What this task involves =>
A bare number is all that is needed: how many lines below contain the string "minimum"?

Information given =>
//! Batch request lines for the `/v1/responses` endpoint.

use figuras_core::chunk::Chunk;
use figuras_core::span::char_slice;
use figuras_core::Label;
use serde::{Deserialize, Serialize};
use serde_json::{json, Value};
use tracing::debug;

use super::{BatchError, CustomId};

/// Instruction sent as the developer message of every request.
pub const DEVELOPER_PROMPT: &str =
    "Você é um linguista que analisa figuras de linguagem em discursos no Senado.";

/// Text placed before the speech in the user message.
pub const USER_PREFIX: &str = "Analise a seguinte fala:\n\n";

/// Name of the structured-output format.
pub const SCHEMA_NAME: &str = "FigurasLinguagem";

const REASONING_EFFORTS: &[&str] = &["minimal", "low", "medium", "high"];
const VERBOSITIES: &[&str] = &["low", "medium", "high"];

/// Parameters of the batch requests.
#[derive(Debug, Clone, Serialize, Deserialize, PartialEq)]
#[serde(default)]
pub struct BatchConfig {
    /// Model name
    pub model: String,

    /// Reasoning effort (`minimal`, `low`, `medium`, `high`)
    pub reasoning_effort: String,

    /// Output verbosity (`low`, `medium`, `high`)
    pub verbosity: String,

    /// Truncate each chunk's text to this many characters
    pub max_chars: Option<usize>,

    /// Completion window requested when the batch is created
    pub completion_window: String,

    /// Endpoint every line targets
    pub endpoint: String,
}

impl Default for BatchConfig {
    fn default() -> Self {
        Self {
            model: "gpt-5".to_string(),
            reasoning_effort: "medium".to_string(),
            verbosity: "medium".to_string(),
            max_chars: None,
            completion_window: "24h".to_string(),
            endpoint: "/v1/responses".to_string(),
        }
    }
}

impl BatchConfig {
    pub fn validate(&self) -> Result<(), BatchError> {
        if self.model.trim().is_empty() {
            return Err(BatchError::ValidationError("model must not be empty".to_string()));
        }
        if !REASONING_EFFORTS.contains(&self.reasoning_effort.as_str()) {
            return Err(BatchError::ValidationError(format!(
                "unknown reasoning effort '{}'",
                self.reasoning_effort
            )));
        }
        if !VERBOSITIES.contains(&self.verbosity.as_str()) {
            return Err(BatchError::ValidationError(format!(
                "unknown verbosity '{}'",
                self.verbosity
            )));
        }
        if self.max_chars == Some(0) {
            return Err(BatchError::ValidationError(
                "max_chars must be greater than zero".to_string(),
            ));
        }
        if !self.endpoint.starts_with('/') {
            return Err(BatchError::ValidationError(format!(
                "endpoint '{}' must be a path",
                self.endpoint
            )));
        }
        Ok(())
    }
}

/// One line of the batch input file.
#[derive(Debug, Clone, PartialEq, Serialize, Deserialize)]
pub struct RequestLine {
    pub custom_id: String,
    pub method: String,
    pub url: String,
    pub body: Value,
}

/// Structured-output format the annotator must follow.
///
/// The label enum is generated from [`Label::annotatable`], so the schema
/// and the parser can never disagree on the label set.
pub fn response_schema() -> Value {
    let labels: Vec<&str> = Label::annotatable().map(|l| l.as_str()).collect();

    json!({
        "type": "json_schema",
        "name": SCHEMA_NAME,
        "strict": true,
        "schema": {
            "type": "object",
            "properties": {
                "spans": {
                    "type": "array",
                    "title": "Spans",
                    "items": { "$ref": "#/$defs/Span" }
                }
            },
            "required": ["spans"],
            "additionalProperties": false,
            "$defs": {
                "Span": {
                    "type": "object",
                    "title": "Span",
                    "properties": {
                        "label": { "type": "string", "title": "Label", "enum": labels },
                        "start_char": { "type": "integer", "title": "Start Char", "minimum": 0 },
                        "end_char": { "type": "integer", "title": "End Char", "minimum": 0 },
                        "text": { "type": "string", "title": "Text" },
                        "rationale": {
                            "anyOf": [{ "type": "string" }, { "type": "null" }],
                            "default": null,
                            "title": "Rationale"
                        },
                        "cues": {
                            "type": "array",
                            "title": "Cues",
                            "items": { "type": "string" },
                            "default": []
                        },
                        "confidence": {
                            "type": "number",
                            "title": "Confidence",
                            "minimum": 0,
                            "maximum": 1
                        }
                    },
                    "required": ["label", "start_char", "end_char", "text", "rationale", "cues", "confidence"],
                    "additionalProperties": false
                }
            }
        }
    })
}

/// Builds request lines from chunks.
#[derive(Debug, Clone)]
pub struct RequestBuilder {
    config: BatchConfig,
    schema: Value,
}

impl RequestBuilder {
    pub fn new(config: BatchConfig) -> Self {
        Self {
            config,
            schema: response_schema(),
        }
    }

    pub fn config(&self) -> &BatchConfig {
        &self.config
    }

    /// Text actually sent for `text`, after optional truncation.
    pub fn request_text<'a>(&self, text: &'a str) -> &'a str {
        match self.config.max_chars {
            Some(max) => char_slice(text, 0, max).unwrap_or(text),
            None => text,
        }
    }

    /// Request line for one piece of text.
    pub fn request(&self, custom_id: &CustomId, text: &str) -> RequestLine {
        let body = json!({
            "model": self.config.model,
            "input": [
                {
                    "role": "developer",
                    "content": [{ "type": "input_text", "text": DEVELOPER_PROMPT }]
                },
                {
                    "role": "user",
                    "content": [{
                        "type": "input_text",
                        "text": format!("{}{}", USER_PREFIX, self.request_text(text))
                    }]
                }
            ],
            "text": {
                "format": self.schema,
                "verbosity": self.config.verbosity
            },
            "reasoning": { "effort": self.config.reasoning_effort },
            "tools": [],
            "store": true
        });

        RequestLine {
            custom_id: custom_id.to_string(),
            method: "POST".to_string(),
            url: self.config.endpoint.clone(),
            body,
        }
    }

    /// Request lines for every chunk of one document.
    ///
    /// A document with a single chunk is addressed by its id alone.
    pub fn document_requests(&self, chunks: &[Chunk]) -> Vec<RequestLine> {
        let whole = chunks.len() == 1;
        let lines: Vec<RequestLine> = chunks
            .iter()
            .map(|chunk| {
                let id = if whole {
                    CustomId::whole(&chunk.document_id)
                } else {
                    CustomId::chunk(&chunk.document_id, chunk.index)
                };
                self.request(&id, &chunk.text)
            })
            .collect();

        if let Some(first) = chunks.first() {
            debug!(document_id = %first.document_id, requests = lines.len(), "Built batch requests");
        }
        lines
    }
}

impl Default for RequestBuilder {
    fn default() -> Self {
        Self::new(BatchConfig::default())
    }
}

#[cfg(test)]
mod tests {
    use super::*;
    use figuras_core::Chunker;

    #[test]
    fn test_default_config_valid() {
        let config = BatchConfig::default();
        assert!(config.validate().is_ok());
        assert_eq!(config.model, "gpt-5");
        assert_eq!(config.completion_window, "24h");
    }

    #[test]
    fn test_config_validation() {
        let config = BatchConfig {
            reasoning_effort: "extreme".to_string(),
            ..BatchConfig::default()
        };
        assert!(matches!(config.validate(), Err(BatchError::ValidationError(_))));

        let config = BatchConfig {
            max_chars: Some(0),
            ..BatchConfig::default()
        };
        assert!(config.validate().is_err());

        let config = BatchConfig {
            model: " ".to_string(),
            ..BatchConfig::default()
        };
        assert!(config.validate().is_err());
    }

    #[test]
    fn test_schema_labels() {
        let schema = response_schema();
        let labels = schema["schema"]["$defs"]["Span"]["properties"]["label"]["enum"]
            .as_array()
            .unwrap();
        assert_eq!(labels.len(), 16);
        assert!(labels.iter().any(|l| l == "pergunta_retórica"));
        assert!(!labels.iter().any(|l| l == "sarcasmo"));
        assert_eq!(schema["name"], SCHEMA_NAME);
        assert_eq!(schema["strict"], true);
    }

    #[test]
    fn test_request_line_shape() {
        let builder = RequestBuilder::default();
        let line = builder.request(&CustomId::whole("42"), "Senhor Presidente.");

        assert_eq!(line.custom_id, "disc-42");
        assert_eq!(line.method, "POST");
        assert_eq!(line.url, "/v1/responses");
        assert_eq!(line.body["model"], "gpt-5");
        assert_eq!(line.body["input"][0]["role"], "developer");
        assert_eq!(
            line.body["input"][1]["content"][0]["text"],
            "Analise a seguinte fala:\n\nSenhor Presidente."
        );
        assert_eq!(line.body["text"]["verbosity"], "medium");
        assert_eq!(line.body["reasoning"]["effort"], "medium");
        assert_eq!(line.body["store"], true);
        assert!(line.body["tools"].as_array().unwrap().is_empty());
    }

    #[test]
    fn test_truncation_counts_characters() {
        let builder = RequestBuilder::new(BatchConfig {
            max_chars: Some(3),
            ..BatchConfig::default()
        });
        assert_eq!(builder.request_text("ação política"), "açã");
        assert_eq!(builder.request_text("pá"), "pá");
    }

    #[test]
    fn test_document_requests_ids() {
        let builder = RequestBuilder::default();

        let single = Chunker::new(100, 10).split("7", "Discurso curto.");
        let lines = builder.document_requests(&single);
        assert_eq!(lines.len(), 1);
        assert_eq!(lines[0].custom_id, "disc-7");

        let text = "palavra ".repeat(30);
        let many = Chunker::new(50, 10).split("7", &text);
        let lines = builder.document_requests(&many);
        assert!(lines.len() > 1);
        assert_eq!(lines[0].custom_id, "disc-7-c0");
        assert_eq!(lines[1].custom_id, "disc-7-c1");
    }
}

Response for this exercise =>
3